ABSTRACT

Much work in the sociology of education in the last few years has been characterized by an interest in the various ways in which different facets of social structure constrain educational affairs. Thus, for example, social relations in school, the ideologies of both the official and the hidden curriculum, the very definitions of ‘educating’, ‘teaching’ and ‘learning’ have all been variously portrayed as fundamentally shaped and controlled by social forces located at a higher structural level than that of the institution. However, one criticism this work has attracted is that the extent to which schooling is either a relatively autonomous or a relatively determined domain is an empirical question yet to be properly addressed or substantiated.

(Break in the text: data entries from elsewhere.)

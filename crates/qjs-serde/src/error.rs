//! Codec error type.

use qjs_serde_buffers::BufferError;
use thiserror::Error;

/// Error type for every decode, encode and bind operation.
///
/// The first error aborts the whole call; no partial value is returned.
#[derive(Debug, Error)]
pub enum Error {
    #[error("version mismatch (have {found}, want {expected})")]
    VersionMismatch { found: u8, expected: u8 },
    #[error("unsupported tag: {0}")]
    UnsupportedTag(String),
    #[error("unsupported value: {0}")]
    UnsupportedValue(String),
    #[error("atom {0} out of range")]
    AtomOutOfRange(u32),
    #[error("{0} out of range")]
    Overflow(String),
    #[error("bad typed array tag: {0}")]
    BadTypedArrayTag(u8),
    #[error("structural error: {0}")]
    StructuralError(String),
    #[error("size mismatch (declared {found} bytes, expected {expected})")]
    SizeMismatch { expected: usize, found: usize },
    #[error("stream truncated")]
    StreamTruncated,
    #[error("nesting exceeds maximum depth of {0}")]
    DepthExceeded(usize),
    #[error("field `{field}`: expected {expected}, found {found}")]
    TypeMismatch {
        field: String,
        expected: &'static str,
        found: &'static str,
    },
    #[error("invalid UTF-8")]
    InvalidUtf8,
    #[error(transparent)]
    Io(std::io::Error),
}

impl From<BufferError> for Error {
    fn from(e: BufferError) -> Self {
        match e {
            BufferError::EndOfBuffer { .. } => Error::StreamTruncated,
            BufferError::InvalidUtf8 => Error::InvalidUtf8,
        }
    }
}

impl From<std::io::Error> for Error {
    fn from(e: std::io::Error) -> Self {
        if e.kind() == std::io::ErrorKind::UnexpectedEof {
            Error::StreamTruncated
        } else {
            Error::Io(e)
        }
    }
}

/// Result alias used throughout the crate.
pub type Result<T, E = Error> = std::result::Result<T, E>;
use proptest::prelude::*;
use qjs_serde::{decode, encode, Object, TypedArray, Value};

fn arb_typed_array() -> impl Strategy<Value = TypedArray> {
    let ints = prop_oneof![
        prop::collection::vec(any::<u8>(), 0..8).prop_map(TypedArray::Uint8Clamped),
        prop::collection::vec(any::<i8>(), 0..8).prop_map(TypedArray::Int8),
        prop::collection::vec(any::<u8>(), 0..8).prop_map(TypedArray::Uint8),
        prop::collection::vec(any::<i16>(), 0..8).prop_map(TypedArray::Int16),
        prop::collection::vec(any::<u16>(), 0..8).prop_map(TypedArray::Uint16),
        prop::collection::vec(any::<i32>(), 0..8).prop_map(TypedArray::Int32),
        prop::collection::vec(any::<u32>(), 0..8).prop_map(TypedArray::Uint32),
    ];
    let wide = prop_oneof![
        prop::collection::vec(any::<i64>(), 0..8).prop_map(TypedArray::BigInt64),
        prop::collection::vec(any::<u64>(), 0..8).prop_map(TypedArray::BigUint64),
        prop::collection::vec(-1.0e6f32..1.0e6, 0..8).prop_map(TypedArray::Float32),
        prop::collection::vec(-1.0e12f64..1.0e12, 0..8).prop_map(TypedArray::Float64),
    ];
    prop_oneof![ints, wide]
}

fn arb_key() -> impl Strategy<Value = String> {
    prop_oneof![
        "[a-z]{0,6}",
        (0u32..100_000).prop_map(|n| n.to_string()),
        (-100i32..0).prop_map(|n| n.to_string()),
        "\\PC{1,4}",
    ]
}

fn arb_value() -> impl Strategy<Value = Value> {
    let leaf = prop_oneof![
        Just(Value::Null),
        Just(Value::Undefined),
        any::<bool>().prop_map(Value::Bool),
        any::<i32>().prop_map(Value::Int32),
        any::<f64>()
            .prop_filter("NaN is not equal to itself", |f| !f.is_nan())
            .prop_map(Value::Float64),
        "\\PC{0,12}".prop_map(Value::String),
        prop::collection::vec(any::<u8>(), 0..16).prop_map(Value::ArrayBuffer),
        arb_typed_array().prop_map(Value::TypedArray),
    ];
    leaf.prop_recursive(4, 64, 6, |inner| {
        prop_oneof![
            prop::collection::vec(inner.clone(), 0..6).prop_map(Value::Array),
            prop::collection::vec((arb_key(), inner), 0..6)
                .prop_map(|pairs| Value::Object(pairs.into_iter().collect::<Object>())),
        ]
    })
}

proptest! {
    #[test]
    fn decode_inverts_encode(value in arb_value()) {
        let bytes = encode(&value).unwrap();
        prop_assert_eq!(decode(&bytes).unwrap(), value);
    }

    #[test]
    fn encoding_is_deterministic(value in arb_value()) {
        prop_assert_eq!(encode(&value).unwrap(), encode(&value).unwrap());
    }

    #[test]
    fn arbitrary_bytes_never_panic(tail in prop::collection::vec(any::<u8>(), 0..64)) {
        let mut bytes = vec![qjs_serde::VERSION];
        bytes.extend(tail);
        let _ = decode(&bytes);
    }
}
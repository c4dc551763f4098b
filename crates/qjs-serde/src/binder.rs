//! Object field binder: assigns a decoded object's properties onto a
//! caller-owned record by field name.
//!
//! A [`Binder`] is built once per record type from typed setter closures,
//! then reused for every bind.
//!
//! ```
//! use qjs_serde::{Binder, Value};
//!
//! #[derive(Default)]
//! struct Point {
//!     x: i32,
//!     label: String,
//! }
//!
//! let binder = Binder::new()
//!     .field("x", |p: &mut Point, v: i32| p.x = v)
//!     .field("label", |p: &mut Point, v: String| p.label = v);
//!
//! let value: Value = [("x", Value::from(3)), ("label", Value::from("a"))]
//!     .into_iter()
//!     .collect();
//! let mut point = Point::default();
//! binder.bind(value, &mut point).unwrap();
//! assert_eq!(point.x, 3);
//! assert_eq!(point.label, "a");
//! ```

use std::collections::HashMap;
use std::fmt;

use indexmap::IndexMap;

use crate::error::{Error, Result};
use crate::typed_array::TypedArray;
use crate::value::Value;

/// Field name reported when the bound value itself is not an object.
const RECORD: &str = "<record>";

/// Conversion out of a decoded [`Value`].
///
/// Returns the value back on a type mismatch so the caller can report what
/// was found.
pub trait FromValue: Sized {
    /// Type name used in [`Error::TypeMismatch`].
    const EXPECTED: &'static str;

    fn from_value(value: Value) -> Result<Self, Value>;
}

impl FromValue for bool {
    const EXPECTED: &'static str = "bool";

    fn from_value(value: Value) -> Result<Self, Value> {
        match value {
            Value::Bool(b) => Ok(b),
            other => Err(other),
        }
    }
}

impl FromValue for i32 {
    const EXPECTED: &'static str = "int32";

    fn from_value(value: Value) -> Result<Self, Value> {
        match value {
            Value::Int32(i) => Ok(i),
            other => Err(other),
        }
    }
}

impl FromValue for i64 {
    const EXPECTED: &'static str = "int32";

    fn from_value(value: Value) -> Result<Self, Value> {
        match value {
            Value::Int32(i) => Ok(i as i64),
            other => Err(other),
        }
    }
}

impl FromValue for f64 {
    const EXPECTED: &'static str = "number";

    fn from_value(value: Value) -> Result<Self, Value> {
        match value {
            Value::Float64(f) => Ok(f),
            Value::Int32(i) => Ok(i as f64),
            other => Err(other),
        }
    }
}

impl FromValue for String {
    const EXPECTED: &'static str = "string";

    fn from_value(value: Value) -> Result<Self, Value> {
        match value {
            Value::String(s) => Ok(s),
            other => Err(other),
        }
    }
}

impl FromValue for Vec<u8> {
    const EXPECTED: &'static str = "array buffer";

    fn from_value(value: Value) -> Result<Self, Value> {
        match value {
            Value::ArrayBuffer(bytes) => Ok(bytes),
            other => Err(other),
        }
    }
}

impl FromValue for Vec<Value> {
    const EXPECTED: &'static str = "array";

    fn from_value(value: Value) -> Result<Self, Value> {
        match value {
            Value::Array(arr) => Ok(arr),
            other => Err(other),
        }
    }
}

impl FromValue for TypedArray {
    const EXPECTED: &'static str = "typed array";

    fn from_value(value: Value) -> Result<Self, Value> {
        match value {
            Value::TypedArray(arr) => Ok(arr),
            other => Err(other),
        }
    }
}

impl FromValue for IndexMap<String, Value> {
    const EXPECTED: &'static str = "object";

    fn from_value(value: Value) -> Result<Self, Value> {
        match value {
            Value::Object(obj) => Ok(obj),
            other => Err(other),
        }
    }
}

impl FromValue for Value {
    const EXPECTED: &'static str = "any";

    fn from_value(value: Value) -> Result<Self, Value> {
        Ok(value)
    }
}

impl<T: FromValue> FromValue for Option<T> {
    const EXPECTED: &'static str = T::EXPECTED;

    fn from_value(value: Value) -> Result<Self, Value> {
        if value.is_nullish() {
            return Ok(None);
        }
        T::from_value(value).map(Some)
    }
}

type Setter<R> = Box<dyn Fn(&mut R, Value) -> Result<()> + Send + Sync>;

/// Name-to-setter table for records of type `R`.
pub struct Binder<R> {
    fields: HashMap<String, Setter<R>>,
}

impl<R> Default for Binder<R> {
    fn default() -> Self {
        Self::new()
    }
}

impl<R> fmt::Debug for Binder<R> {
    fn fmt(&self, f: &mut fmt::Formatter<'_>) -> fmt::Result {
        let mut names: Vec<&str> = self.fields.keys().map(String::as_str).collect();
        names.sort_unstable();
        f.debug_struct("Binder").field("fields", &names).finish()
    }
}

impl<R> Binder<R> {
    pub fn new() -> Self {
        Self {
            fields: HashMap::new(),
        }
    }

    /// Registers `setter` for the property `name`. A later registration for
    /// the same name replaces the earlier one.
    pub fn field<T, F>(mut self, name: &str, setter: F) -> Self
    where
        T: FromValue + Default + 'static,
        F: Fn(&mut R, T) + Send + Sync + 'static,
    {
        let field = name.to_owned();
        let set: Setter<R> = Box::new(move |record, value| {
            if value.is_nullish() {
                setter(record, T::default());
                return Ok(());
            }
            match T::from_value(value) {
                Ok(v) => {
                    setter(record, v);
                    Ok(())
                }
                Err(found) => Err(Error::TypeMismatch {
                    field: field.clone(),
                    expected: T::EXPECTED,
                    found: found.type_name(),
                }),
            }
        });
        self.fields.insert(name.to_owned(), set);
        self
    }

    /// Names of the registered fields, in no particular order.
    pub fn field_names(&self) -> impl Iterator<Item = &str> {
        self.fields.keys().map(String::as_str)
    }

    /// Assigns every property of `value` that names a registered field.
    /// Unknown properties are skipped. Fields assigned before an error keep
    /// their new values.
    pub fn bind<'r>(&self, value: Value, record: &'r mut R) -> Result<&'r mut R> {
        let obj = match value {
            Value::Object(obj) => obj,
            other => {
                return Err(Error::TypeMismatch {
                    field: RECORD.to_owned(),
                    expected: "object",
                    found: other.type_name(),
                })
            }
        };
        for (key, val) in obj {
            if let Some(set) = self.fields.get(&key) {
                set(record, val)?;
            }
        }
        Ok(record)
    }
}
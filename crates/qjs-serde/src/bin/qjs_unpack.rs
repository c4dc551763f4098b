//! `qjs-unpack`: decode the QuickJS serialization format (stdin) to JSON (stdout).
//!
//! Usage:
//!   qjs-unpack [--max-depth N] [-v]

use qjs_serde::cli::{init_tracing, parse_args, unpack};
use std::io::{self, Read, Write};

fn main() {
    let args = match parse_args(std::env::args()) {
        Ok(args) => args,
        Err(e) => {
            eprintln!("{e}");
            eprintln!("usage: qjs-unpack [--max-depth N] [-v]");
            std::process::exit(2);
        }
    };
    init_tracing(args.verbose);

    let mut buf = Vec::new();
    if let Err(e) = io::stdin().read_to_end(&mut buf) {
        eprintln!("{e}");
        std::process::exit(1);
    }

    match unpack(&buf, &args.options) {
        Ok(json) => {
            if let Err(e) = writeln!(io::stdout(), "{json}") {
                eprintln!("{e}");
                std::process::exit(1);
            }
        }
        Err(e) => {
            eprintln!("{e}");
            std::process::exit(1);
        }
    }
}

The great difficulty for those wishing to make such demonstration is, of course, the problem of showing precisely where and how structural properties penetrate institutional and individual educational lives. It is not surprising that teachers and their activities have become of crucial interest to those seeking to establish such a form of analysis and, indeed, much recent work in the discipline has been directed toward charting different aspects of the constraints which seem to act upon teachers as they accomplish their everyday interactions. Teachers, as we noted in the preface, can be represented as crucial mediators of structural forces and attention to how their activities might be explained through reference to pressures originating in, say, ideological or political formations has obvious attractions. Nevertheless, it has to be admitted that we know very little about the forms particular constraining influences take, the impact such influences have upon lived experience and, critically, the way these constraints are perceived, interpreted and acted upon by teachers themselves. This last point is important if we are to avoid portraying the influence of structural forces upon educational affairs in a crude and over-deterministic fashion – or using what Olson calls ‘an imprinting model’ of this penetration. Exploration and illustration of ways in which we might avoid this pit-fall by deliberately striving to explore the reaction and responses of teachers to external constraints identified by either sociologists or themselves is the common thread which runs through the various papers in this section.